TASK STATEMENT:
Using the listing below, report all lines holding the word "Plus".

*** Opening of SUPPLIED ENTRIES ***

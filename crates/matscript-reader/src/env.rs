//! Script variables and the evaluation of `@name = ...` initializers.

use std::collections::HashMap;
use std::fmt;

use matscript_syntax::error::{error_at, ErrorKind, Result};
use matscript_syntax::token::{Token, TokenKind};

use crate::cursor::TokenCursor;
use crate::diagnostics::Diagnostics;

#[derive(Debug, Clone, PartialEq)]
pub enum Value {
    Str(String),
    Number(f64),
}

impl Value {
    pub fn type_name(&self) -> &'static str {
        match self {
            Value::Str(_) => "string",
            Value::Number(_) => "number",
        }
    }
}

impl fmt::Display for Value {
    fn fmt(&self, f: &mut fmt::Formatter<'_>) -> fmt::Result {
        match self {
            Value::Str(s) => write!(f, "\"{}\"", s),
            Value::Number(n) => write!(f, "{}", n),
        }
    }
}

/// Flat variable namespace of one script load.
#[derive(Debug, Clone, Default)]
pub struct Env {
    vars: HashMap<String, Value>,
}

impl Env {
    pub fn new() -> Self {
        Self::default()
    }

    /// Binds a fresh variable. Returns false (and logs an error) if `name` is taken.
    pub fn define(&mut self, name: &str, value: Value, diag: &mut Diagnostics) -> bool {
        if self.vars.contains_key(name) {
            diag.error(format!("Variable \"{}\" already used in material script", name));
            return false;
        }
        self.vars.insert(name.to_string(), value);
        true
    }

    /// Binds or replaces a variable.
    pub fn set(&mut self, name: &str, value: Value) {
        self.vars.insert(name.to_string(), value);
    }

    pub fn contains(&self, name: &str) -> bool {
        self.vars.contains_key(name)
    }

    pub fn get(&self, name: &str) -> Option<&Value> {
        self.vars.get(name)
    }

    pub fn clear(&mut self) {
        self.vars.clear();
    }

    pub fn len(&self) -> usize {
        self.vars.len()
    }

    pub fn is_empty(&self) -> bool {
        self.vars.is_empty()
    }

    /// Value of a string variable, `""` with a warning if there is none.
    pub fn lookup_string(&self, name: &str, diag: &mut Diagnostics) -> String {
        match self.vars.get(name) {
            Some(Value::Str(s)) => s.clone(),
            found => {
                warn_lookup(name, found, "string", diag);
                String::new()
            }
        }
    }

    /// Value of a number variable, `0.0` with a warning if there is none.
    pub fn lookup_number(&self, name: &str, diag: &mut Diagnostics) -> f64 {
        match self.vars.get(name) {
            Some(Value::Number(n)) => *n,
            found => {
                warn_lookup(name, found, "number", diag);
                0.0
            }
        }
    }

    /// Evaluates the initializer following `=` up to the end of the line.
    ///
    /// The cursor must sit on the `=` with newlines significant. On return it
    /// sits on the terminating newline (or end-of-file).
    ///
    /// A string initializer is a `+` separated list of string literals and
    /// string variables. A number initializer is a single, optionally
    /// negated, literal or variable.
    pub fn evaluate_assignment(&self, cursor: &mut TokenCursor, diag: &mut Diagnostics) -> Result<Value> {
        let mut value: Option<Value> = None;
        loop {
            let tk = cursor.advance(true).clone();
            if ends_line(&tk) {
                break;
            }

            let mut negative = false;
            let term = match &value {
                None if tk.kind == TokenKind::Minus => {
                    negative = true;
                    next_term(cursor)?
                }
                None => tk,
                Some(Value::Number(_)) => {
                    if tk.kind == TokenKind::Plus {
                        return mismatch(&tk, "only strings can be combined with '+'");
                    }
                    return unexpected(&tk);
                }
                Some(Value::Str(_)) => {
                    if tk.kind != TokenKind::Plus {
                        return unexpected(&tk);
                    }
                    let term = next_term(cursor)?;
                    if term.kind == TokenKind::Minus {
                        return mismatch(&term, "strings can not be negative");
                    }
                    term
                }
            };

            let in_string = matches!(value, Some(Value::Str(_)));
            let operand = match term.kind {
                TokenKind::Int | TokenKind::Float => Value::Number(parse_number(&term)?),
                TokenKind::String => Value::Str(term.text.clone()),
                TokenKind::At => {
                    let name = cursor.read_var_name()?;
                    match self.vars.get(&name) {
                        Some(v) => v.clone(),
                        None => {
                            warn_unknown(&name, diag);
                            if in_string {
                                Value::Str(String::new())
                            } else {
                                Value::Number(0.0)
                            }
                        }
                    }
                }
                _ => return unexpected(&term),
            };

            value = Some(match (value.take(), operand) {
                (None, Value::Number(n)) => Value::Number(if negative { -n } else { n }),
                (None, Value::Str(s)) => {
                    if negative {
                        return mismatch(&term, "strings can not be negative");
                    }
                    Value::Str(s)
                }
                (Some(Value::Str(mut acc)), Value::Str(s)) => {
                    acc.push_str(&s);
                    Value::Str(acc)
                }
                (Some(Value::Str(_)), Value::Number(_)) => {
                    return mismatch(&term, "numbers can not be appended to strings");
                }
                // numeric initializers never reach a second term
                (Some(Value::Number(_)), operand) => operand,
            });
        }

        match value {
            Some(v) => Ok(v),
            None => {
                let tk = cursor.current();
                error_at(tk.row, tk.column, ErrorKind::EmptyInitializer)
            }
        }
    }
}

fn warn_unknown(name: &str, diag: &mut Diagnostics) {
    diag.warning(format!("Unknown variable named \"{}\"", name));
}

fn warn_lookup(name: &str, found: Option<&Value>, expected: &str, diag: &mut Diagnostics) {
    match found {
        Some(value) => diag.warning(format!(
            "Variable \"{}\" is a {}, expected a {}",
            name,
            value.type_name(),
            expected
        )),
        None => warn_unknown(name, diag),
    }
}

fn ends_line(tk: &Token) -> bool {
    matches!(tk.kind, TokenKind::Newline | TokenKind::Eof)
}

/// The term after a `+` or leading `-`; the line may not end there.
fn next_term(cursor: &mut TokenCursor) -> Result<Token> {
    let tk = cursor.advance_no_eof(true)?.clone();
    if tk.kind == TokenKind::Newline {
        return unexpected(&tk);
    }
    Ok(tk)
}

pub(crate) fn parse_number(tk: &Token) -> Result<f64> {
    tk.text
        .parse::<f64>()
        .or_else(|_| error_at(tk.row, tk.column, ErrorKind::InvalidNumber(tk.text.clone())))
}

fn unexpected<T>(tk: &Token) -> Result<T> {
    error_at(tk.row, tk.column, ErrorKind::UnexpectedToken(tk.to_string()))
}

fn mismatch<T>(tk: &Token, what: &str) -> Result<T> {
    error_at(tk.row, tk.column, ErrorKind::TypeMismatch(what.to_string()))
}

*** Close of SUPPLIED ENTRIES ***

PROBLEM SOLUTION:
                    if tk.kind == TokenKind::Plus {
                    if tk.kind != TokenKind::Plus {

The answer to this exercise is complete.